(Dataset extract)

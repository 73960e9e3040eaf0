//! Parkinson's voice-measure encoder (22 features)

use crate::ordinal::{AnswerReader, Encoded, OrdinalScale};
use crate::FeatureEncoder;
use medpredict_core::Domain;
use serde::{Deserialize, Serialize};

const SEVERITY: OrdinalScale =
    OrdinalScale::new(&[("no", 0), ("mild", 1), ("moderate", 2), ("severe", 3)]);

/// Population-mean voice measures used as the starting point
const BASELINE: [f64; 22] = [
    119.992, 157.302, 74.997, 0.00784, 0.00007, 0.0037, 0.00554, 0.01109, 0.04374, 0.426,
    0.02182, 0.0313, 0.02971, 0.06545, 0.02211, 21.033, 0.414783, 0.815285, -4.813031,
    0.266482, 2.301442, 0.284654,
];

/// Jitter and shimmer columns scaled by reported symptom severity
const SEVERITY_SCALED: [usize; 9] = [3, 4, 5, 6, 7, 8, 9, 13, 14];

/// Parkinson's questionnaire as submitted by the client
#[derive(Debug, Clone, Default, Serialize, Deserialize)]
pub struct ParkinsonsInput {
    #[serde(default, deserialize_with = "crate::lenient::number")]
    pub age: f64,
    #[serde(default, deserialize_with = "crate::lenient::answer")]
    pub speech_problems: String,
    #[serde(default, deserialize_with = "crate::lenient::answer")]
    pub handwriting_changes: String,
    #[serde(default, deserialize_with = "crate::lenient::answer")]
    pub tremors: String,
    #[serde(default, deserialize_with = "crate::lenient::answer")]
    pub balance_issues: String,
    #[serde(default, deserialize_with = "crate::lenient::answer")]
    pub stiffness: String,
}

/// Encoder for the Parkinson's model
#[derive(Debug, Clone, Copy, Default)]
pub struct ParkinsonsEncoder;

impl FeatureEncoder for ParkinsonsEncoder {
    type Input = ParkinsonsInput;

    fn domain(&self) -> Domain {
        Domain::Parkinsons
    }

    fn encode(&self, input: &ParkinsonsInput) -> Encoded {
        let mut reader = AnswerReader::new(Domain::Parkinsons);

        let total: u32 = [
            ("speech_problems", input.speech_problems.as_str()),
            ("handwriting_changes", input.handwriting_changes.as_str()),
            ("tremors", input.tremors.as_str()),
            ("balance_issues", input.balance_issues.as_str()),
            ("stiffness", input.stiffness.as_str()),
        ]
        .into_iter()
        .map(|(field, raw)| reader.level(field, &SEVERITY, raw) as u32)
        .sum();

        let multiplier = total as f64 / 5.0;

        let mut features = BASELINE.to_vec();
        for &idx in SEVERITY_SCALED.iter() {
            features[idx] *= 1.0 + multiplier;
        }

        reader.finish(features)
    }
}

#[cfg(test)]
mod tests {
    use super::*;

    #[test]
    fn test_no_symptoms_returns_baseline() {
        let input = ParkinsonsInput {
            age: 61.0,
            speech_problems: "no".into(),
            handwriting_changes: "no".into(),
            tremors: "no".into(),
            balance_issues: "no".into(),
            stiffness: "no".into(),
        };
        let encoded = ParkinsonsEncoder.encode(&input);
        assert_eq!(encoded.features.as_slice(), &BASELINE);
    }

    #[test]
    fn test_severity_scales_only_jitter_and_shimmer() {
        // total 10 -> multiplier 2.0 -> scale factor 3.0
        let input = ParkinsonsInput {
            age: 70.0,
            speech_problems: "severe".into(),
            handwriting_changes: "moderate".into(),
            tremors: "severe".into(),
            balance_issues: "mild".into(),
            stiffness: "mild".into(),
        };
        let encoded = ParkinsonsEncoder.encode(&input);
        let f = encoded.features.as_slice();

        assert_eq!(f.len(), 22);
        for (idx, (value, base)) in f.iter().zip(BASELINE.iter()).enumerate() {
            if SEVERITY_SCALED.contains(&idx) {
                assert!((value - base * 3.0).abs() < 1e-12, "index {idx}");
            } else {
                assert_eq!(value, base, "index {idx}");
            }
        }
    }
}
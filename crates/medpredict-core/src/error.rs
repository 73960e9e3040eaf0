//! Error types for MedPredict

use std::path::PathBuf;

/// Result type alias using MedPredict's Error type
pub type Result<T> = std::result::Result<T, Error>;

/// Core error type for MedPredict operations
#[derive(Debug, thiserror::Error)]
pub enum Error {
    /// A required model or auxiliary artifact file does not exist
    #[error("artifact '{key}' not found at {}", path.display())]
    MissingArtifact { key: String, path: PathBuf },

    /// Artifact exists but cannot be read or parsed
    #[error("failed to load artifact {}: {reason}", path.display())]
    ArtifactLoad { path: PathBuf, reason: String },

    /// Artifact kind cannot be converted to the portable format
    #[error("artifact '{key}' of kind '{kind}' is not convertible")]
    UnsupportedArtifactKind { key: String, kind: String },

    /// Input arity could not be determined for an artifact
    #[error("cannot determine feature count for model '{key}'")]
    ArityUnknown { key: String },

    /// Feature vector length disagrees with the bound artifact
    #[error("feature arity mismatch for '{key}': expected {expected}, got {actual}")]
    ArityMismatch {
        key: String,
        expected: usize,
        actual: usize,
    },

    /// Artifact does not expose the requested inference capability
    #[error("inference capability unavailable: {0}")]
    InferenceCapability(String),

    /// Tensor evaluation errors
    #[error("model error: {0}")]
    Model(String),

    /// Configuration errors
    #[error("configuration error: {0}")]
    Config(String),

    /// Filesystem errors
    #[error("io error: {0}")]
    Io(#[from] std::io::Error),

    /// Serialization errors
    #[error("serialization error: {0}")]
    Serialization(#[from] serde_json::Error),

    /// Generic internal errors
    #[error("internal error: {0}")]
    Internal(String),
}

impl Error {
    /// Create a new missing-artifact error
    pub fn missing(key: impl Into<String>, path: impl Into<PathBuf>) -> Self {
        Self::MissingArtifact {
            key: key.into(),
            path: path.into(),
        }
    }

    /// Create a new artifact load error
    pub fn load(path: impl Into<PathBuf>, reason: impl ToString) -> Self {
        Self::ArtifactLoad {
            path: path.into(),
            reason: reason.to_string(),
        }
    }

    /// Create a new inference capability error
    pub fn capability(msg: impl Into<String>) -> Self {
        Self::InferenceCapability(msg.into())
    }

    /// Create a new model error
    pub fn model(msg: impl Into<String>) -> Self {
        Self::Model(msg.into())
    }

    /// Create a new configuration error
    pub fn config(msg: impl Into<String>) -> Self {
        Self::Config(msg.into())
    }

    /// Create a new internal error
    pub fn internal(msg: impl Into<String>) -> Self {
        Self::Internal(msg.into())
    }

    /// Whether this error is a load-time failure of a single artifact
    /// (as opposed to a configuration or internal problem).
    pub fn is_load_failure(&self) -> bool {
        matches!(
            self,
            Self::MissingArtifact { .. } | Self::ArtifactLoad { .. } | Self::ArityUnknown { .. }
        )
    }
}
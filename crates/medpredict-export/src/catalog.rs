//! Catalog listing and auxiliary file copies

use medpredict_core::Result;
use medpredict_models::config::{ENCODER_KEY, SYMPTOM_COLUMNS_KEY};
use medpredict_models::ModelsConfig;
use std::path::{Path, PathBuf};
use tracing::{info, warn};

/// What a catalog line refers to
#[derive(Debug, Clone, Copy, PartialEq, Eq)]
pub enum EntryKind {
    Model,
    Auxiliary,
}

/// One catalog line with its on-disk status
#[derive(Debug, Clone)]
pub struct CatalogEntry {
    pub name: String,
    pub kind: EntryKind,
    pub path: PathBuf,
    pub exists: bool,
}

impl CatalogEntry {
    fn new(name: impl Into<String>, kind: EntryKind, path: PathBuf) -> Self {
        let exists = path.is_file();
        Self {
            name: name.into(),
            kind,
            path,
            exists,
        }
    }
}

fn auxiliary_paths(config: &ModelsConfig) -> Vec<(&'static str, PathBuf)> {
    [
        (ENCODER_KEY, config.encoder_path()),
        (SYMPTOM_COLUMNS_KEY, config.symptom_columns_path()),
    ]
    .into_iter()
    .filter_map(|(name, path)| path.map(|p| (name, p)))
    .collect()
}

/// Every model key and auxiliary file with whether it exists
pub fn list_with_status(config: &ModelsConfig) -> Vec<CatalogEntry> {
    let models = config.models.keys().filter_map(|key| {
        config
            .model_path(key)
            .map(|path| CatalogEntry::new(key.clone(), EntryKind::Model, path))
    });
    let auxiliary = auxiliary_paths(config)
        .into_iter()
        .map(|(name, path)| CatalogEntry::new(name, EntryKind::Auxiliary, path));

    models.chain(auxiliary).collect()
}

/// Copy the auxiliary files verbatim into `out_dir`.
///
/// Missing sources are warned about and skipped. Returns the written paths.
pub fn copy_auxiliary(config: &ModelsConfig, out_dir: &Path) -> Result<Vec<PathBuf>> {
    std::fs::create_dir_all(out_dir)?;
    let mut copied = Vec::new();

    for (name, source) in auxiliary_paths(config) {
        let Some(file_name) = source.file_name() else {
            warn!("Auxiliary path for {} has no file name: {}", name, source.display());
            continue;
        };
        if !source.is_file() {
            warn!("Auxiliary file not found: {}", source.display());
            continue;
        }

        let target = out_dir.join(file_name);
        std::fs::copy(&source, &target)?;
        info!("Copied auxiliary file: {}", target.display());
        copied.push(target);
    }

    Ok(copied)
}
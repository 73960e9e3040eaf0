//! Registry, prediction and arbitration against small on-disk fixtures
//!
//! Fixtures are native JSON documents written into a temp directory, so the
//! whole path from file to labeled result is exercised.

use medpredict_core::{ConfidenceTier, Error, FeatureVector};
use medpredict_models::prelude::*;
use medpredict_models::{ModelSpec, ModelsConfig, COMMON_PRIMARY_KEY, COMMON_SECONDARY_KEY};
use medpredict_core::Domain;
use serde_json::json;
use std::path::{Path, PathBuf};
use tempfile::TempDir;

/// Builder for artifact fixture files
struct MockArtifact {
    document: serde_json::Value,
}

impl MockArtifact {
    fn logistic(coef: Vec<f64>, intercept: f64) -> Self {
        Self {
            document: json!({
                "kind": "logistic_regression",
                "classes": [0, 1],
                "coef": [coef],
                "intercept": [intercept],
            }),
        }
    }

    fn svc(coef: Vec<f64>, intercept: f64) -> Self {
        Self {
            document: json!({
                "kind": "linear_svc",
                "classes": [0, 1],
                "coef": [coef],
                "intercept": [intercept],
            }),
        }
    }

    fn centroid(centroids: Vec<Vec<f64>>) -> Self {
        let classes: Vec<i64> = (0..centroids.len() as i64).collect();
        Self {
            document: json!({
                "kind": "nearest_centroid",
                "classes": classes,
                "centroids": centroids,
            }),
        }
    }

    fn multiclass_logistic(coef: Vec<Vec<f64>>) -> Self {
        let classes: Vec<i64> = (0..coef.len() as i64).collect();
        let intercept = vec![0.0; coef.len()];
        Self {
            document: json!({
                "kind": "logistic_regression",
                "classes": classes,
                "coef": coef,
                "intercept": intercept,
            }),
        }
    }

    fn softmax_net(weights: Vec<Vec<f64>>) -> Self {
        let bias = vec![0.0; weights.len()];
        Self {
            document: json!({
                "kind": "sequential",
                "layers": [{"weights": weights, "bias": bias, "activation": "softmax"}],
            }),
        }
    }

    fn with_declared_arity(mut self, n: usize) -> Self {
        self.document["n_features_in"] = json!(n);
        self
    }

    fn write(&self, dir: &Path, name: &str) -> PathBuf {
        let path = dir.join(name);
        std::fs::write(&path, serde_json::to_vec(&self.document).unwrap()).unwrap();
        path
    }
}

#[test]
fn test_static_default_for_positive_class_without_capabilities() {
    let dir = TempDir::new().unwrap();
    let path = MockArtifact::centroid(vec![vec![0.0; 8], vec![5.0; 8]]).write(dir.path(), "d.json");

    let mut registry = ModelRegistry::new();
    let artifact = registry.load("diabetes", &path).unwrap();

    let prediction = predict_risk(&artifact, &FeatureVector::new(vec![4.0; 8])).unwrap();
    assert!(prediction.high_risk);
    assert_eq!(prediction.result.label, "High Risk");
    assert_eq!(prediction.result.confidence, 85.0);
    assert_eq!(prediction.result.provenance, ConfidenceTier::StaticDefault);
    assert_eq!(prediction.risk_level(), "high");

    let prediction = predict_risk(&artifact, &FeatureVector::zeros(8)).unwrap();
    assert_eq!(prediction.result.label, "Low Risk");
    assert_eq!(prediction.result.confidence, 75.0);
}

#[test]
fn test_logistic_confidence_from_probability() {
    let dir = TempDir::new().unwrap();
    let path = MockArtifact::logistic(vec![1.0, 0.0], 0.0).write(dir.path(), "h.json");

    let mut registry = ModelRegistry::new();
    let artifact = registry.load("heart", &path).unwrap();
    let prediction = predict_risk(&artifact, &FeatureVector::new(vec![2.0, 9.0])).unwrap();

    let expected = 100.0 / (1.0 + (-2.0f64).exp());
    assert!((prediction.result.confidence - expected).abs() < 1e-9);
    assert_eq!(prediction.result.provenance, ConfidenceTier::Probability);
}

#[test]
fn test_svc_confidence_from_margin() {
    let dir = TempDir::new().unwrap();
    let path = MockArtifact::svc(vec![0.5, 0.5], -0.75).write(dir.path(), "p.json");

    let mut registry = ModelRegistry::new();
    let artifact = registry.load("parkinsons", &path).unwrap();

    // margin 0.5 + 0.5 - 0.75 = 0.25 -> p = 0.8
    let prediction = predict_risk(&artifact, &FeatureVector::new(vec![1.0, 1.0])).unwrap();
    assert!(prediction.high_risk);
    assert!((prediction.result.confidence - 80.0).abs() < 1e-9);
    assert_eq!(prediction.result.provenance, ConfidenceTier::Margin);
}

#[test]
fn test_arity_mismatch_on_infer() {
    let dir = TempDir::new().unwrap();
    let path = MockArtifact::logistic(vec![1.0, 1.0, 1.0], 0.0)
        .with_declared_arity(3)
        .write(dir.path(), "h.json");

    let mut registry = ModelRegistry::new();
    let artifact = registry.load("heart", &path).unwrap();
    let err = predict_risk(&artifact, &FeatureVector::zeros(13)).unwrap_err();

    assert!(matches!(
        err,
        Error::ArityMismatch {
            expected: 3,
            actual: 13,
            ..
        }
    ));
}

#[test]
fn test_declared_arity_must_match_width() {
    let dir = TempDir::new().unwrap();
    let path = MockArtifact::svc(vec![1.0, 1.0], 0.0)
        .with_declared_arity(13)
        .write(dir.path(), "h.json");

    let mut registry = ModelRegistry::new();
    let err = registry.load("heart", &path).unwrap_err();
    assert!(matches!(
        err,
        Error::ArityMismatch {
            expected: 13,
            actual: 2,
            ..
        }
    ));
    assert!(!registry.has_model("heart"));
    assert!(registry.load_error("heart").unwrap().contains("arity mismatch"));
}

#[test]
fn test_declared_arity_matching_width_loads() {
    let dir = TempDir::new().unwrap();
    let path = MockArtifact::svc(vec![1.0, 1.0], 0.0)
        .with_declared_arity(2)
        .write(dir.path(), "h.json");

    let artifact = ModelArtifact::open("heart", &path).unwrap();
    assert_eq!(artifact.declared_arity(), Some(2));
    assert_eq!(artifact.input_width(), Some(2));
    assert_eq!(artifact.arity(), Some(2));
}

fn common_fixture(dir: &Path, secondary_weights: Vec<Vec<f64>>) -> ModelRegistry {
    let logistic = MockArtifact::multiclass_logistic(vec![
        vec![2.0, 0.0, 0.0],
        vec![0.0, 2.0, 0.0],
        vec![0.0, 0.0, 2.0],
    ])
    .write(dir, "logistic_regression_model.json");
    let neural = MockArtifact::softmax_net(secondary_weights).write(dir, "neural_network_model.json");
    std::fs::write(dir.join("encoder.json"), r#"{"classes":["Common Cold","Flu","Migraine"]}"#).unwrap();
    std::fs::write(dir.join("symptom_columns.json"), r#"["cough","fever","headache"]"#).unwrap();

    let config = ModelsConfig {
        base_dir: dir.to_path_buf(),
        models: [
            (
                COMMON_PRIMARY_KEY.to_string(),
                ModelSpec::new(logistic, Domain::Common),
            ),
            (
                COMMON_SECONDARY_KEY.to_string(),
                ModelSpec::new(neural, Domain::Common),
            ),
        ]
        .into_iter()
        .collect(),
        auxiliary: medpredict_models::AuxiliarySpec {
            encoder: Some("encoder.json".into()),
            symptom_columns: Some("symptom_columns.json".into()),
        },
    };

    ModelRegistry::load_required(&config).unwrap()
}

#[test]
fn test_arbitration_prefers_more_confident_network() {
    let dir = TempDir::new().unwrap();
    // a very sharp network is more confident than the logistic model
    let registry = common_fixture(
        dir.path(),
        vec![
            vec![0.0, 0.0, 0.0],
            vec![0.0, 0.0, 0.0],
            vec![0.0, 0.0, 20.0],
        ],
    );

    let primary = registry.get(COMMON_PRIMARY_KEY).unwrap();
    let secondary = registry.get(COMMON_SECONDARY_KEY).unwrap();
    let encoder = registry.label_encoder().unwrap();

    let features = FeatureVector::new(vec![0.0, 0.0, 1.0]);
    let result = arbitrate(&primary, &secondary, &encoder, &features).unwrap();

    assert_eq!(result.label, "Migraine");
    assert_eq!(result.model_used.as_deref(), Some("neural"));
    assert_eq!(result.provenance, ConfidenceTier::OutputVector);
    assert!(result.confidence > 99.0 && result.confidence <= 100.0);
}

#[test]
fn test_arbitration_keeps_logistic_when_network_is_flat() {
    let dir = TempDir::new().unwrap();
    let registry = common_fixture(dir.path(), vec![vec![0.0; 3]; 3]);

    let primary = registry.get(COMMON_PRIMARY_KEY).unwrap();
    let secondary = registry.get(COMMON_SECONDARY_KEY).unwrap();
    let encoder = registry.label_encoder().unwrap();

    let features = FeatureVector::new(vec![0.0, 1.0, 0.0]);
    let result = arbitrate(&primary, &secondary, &encoder, &features).unwrap();

    assert_eq!(result.label, "Flu");
    assert_eq!(result.model_used.as_deref(), Some("logistic"));
    assert_eq!(result.provenance, ConfidenceTier::Probability);
}

#[test]
fn test_status_includes_auxiliary_entries() {
    let dir = TempDir::new().unwrap();
    let registry = common_fixture(dir.path(), vec![vec![0.0; 3]; 3]);

    let status = registry.status();
    assert_eq!(status.len(), 4);
    assert!(status.values().all(|loaded| *loaded));
    assert_eq!(registry.symptom_table().unwrap().len(), 3);
}

#[test]
fn test_portable_copy_predicts_identically() {
    let dir = TempDir::new().unwrap();
    let native = MockArtifact::logistic(vec![0.3, -0.2, 0.9, 0.1], -0.4).write(dir.path(), "m.json");
    let portable = dir.path().join("m.safetensors");

    let original = ModelArtifact::open("heart", &native).unwrap();
    original.write_portable(4, &portable).unwrap();
    let restored = ModelArtifact::open("heart", &portable).unwrap();

    for x in [
        vec![0.0, 0.0, 0.0, 0.0],
        vec![1.0, 2.0, 3.0, 4.0],
        vec![-1.0, 0.5, 0.25, 8.0],
    ] {
        let features = FeatureVector::new(x);
        let a = predict_risk(&original, &features).unwrap();
        let b = predict_risk(&restored, &features).unwrap();
        assert_eq!(a.result.label, b.result.label);
        assert_eq!(a.result.confidence, b.result.confidence);
    }
}

#[test]
fn test_sequential_is_not_convertible() {
    let dir = TempDir::new().unwrap();
    let path = MockArtifact::softmax_net(vec![vec![1.0, 0.0], vec![0.0, 1.0]]).write(dir.path(), "n.json");
    let artifact = ModelArtifact::open(COMMON_SECONDARY_KEY, &path).unwrap();

    let err = artifact
        .write_portable(2, dir.path().join("n.safetensors"))
        .unwrap_err();
    assert!(matches!(err, Error::UnsupportedArtifactKind { .. }));
}
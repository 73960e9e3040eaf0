//! Single-model risk prediction for the fixed-schema domains

use crate::artifact::ModelArtifact;
use crate::confidence;
use medpredict_core::{FeatureVector, PredictionResult, Result};

pub const HIGH_RISK_LABEL: &str = "High Risk";
pub const LOW_RISK_LABEL: &str = "Low Risk";

/// Outcome of a binary risk prediction
#[derive(Debug, Clone)]
pub struct RiskPrediction {
    pub result: PredictionResult,
    pub high_risk: bool,
}

impl RiskPrediction {
    /// Lowercase risk level, `"high"` or `"low"`
    pub fn risk_level(&self) -> &'static str {
        if self.high_risk {
            "high"
        } else {
            "low"
        }
    }
}

/// Evaluate a binary artifact and label the outcome
pub fn predict_risk(artifact: &ModelArtifact, features: &FeatureVector) -> Result<RiskPrediction> {
    let output = artifact.infer(features)?;
    let confidence = confidence::resolve(artifact.capabilities(), &output);
    let high_risk = output.is_positive();
    let label = if high_risk {
        HIGH_RISK_LABEL
    } else {
        LOW_RISK_LABEL
    };

    Ok(RiskPrediction {
        result: PredictionResult::new(label, confidence.value, confidence.tier),
        high_risk,
    })
}
//! # dbkit
//!
//! Standardized engine creation, session handling, and connection-string
//! construction for SQLite and PostgreSQL, on top of `sqlx`.
//!
//! ```ignore
//! use dbkit::{Column, ColumnType, Database, Model, Schema, Table};
//!
//! struct User;
//!
//! impl Model for User {
//!     fn table() -> Table {
//!         Table::new("users")
//!             .column(Column::identity("id"))
//!             .column(Column::new("email", ColumnType::Text).not_null().unique())
//!     }
//! }
//!
//! #[tokio::main]
//! async fn main() -> anyhow::Result<()> {
//!     let db = Database::new("sqlite:///app.sqlite", Schema::new().register::<User>()).await?;
//!
//!     let mut session = db.session().await?;
//!     dbkit::sqlx::query("INSERT INTO users (email) VALUES (?)")
//!         .bind("ada@example.com")
//!         .execute(&mut *session)
//!         .await?;
//!     session.commit().await?;
//!     Ok(())
//! }
//! ```

pub use configuration::{
    Backend, ConnectionConfig, ConnectionTarget, LoggingConfig, PostgresParams, SqliteLocation, SqliteParams,
    error::ConfigError, init_logging, load_config, load_config_from,
};
pub use database::{
    Column, ColumnType, Database, DatabaseState, DbError, Model, PostgresDatabase, Schema,
    Session, SqliteDatabase, Table,
};
pub use sqlx;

(End Dataset extract)

● Work required:
Which lines in the data above contain "ArtifactLoad"? Show each one.

● Solution for this exercise:
    ArtifactLoad { path: PathBuf, reason: String },
        Self::ArtifactLoad {
            Self::MissingArtifact { .. } | Self::ArtifactLoad { .. } | Self::ArityUnknown { .. }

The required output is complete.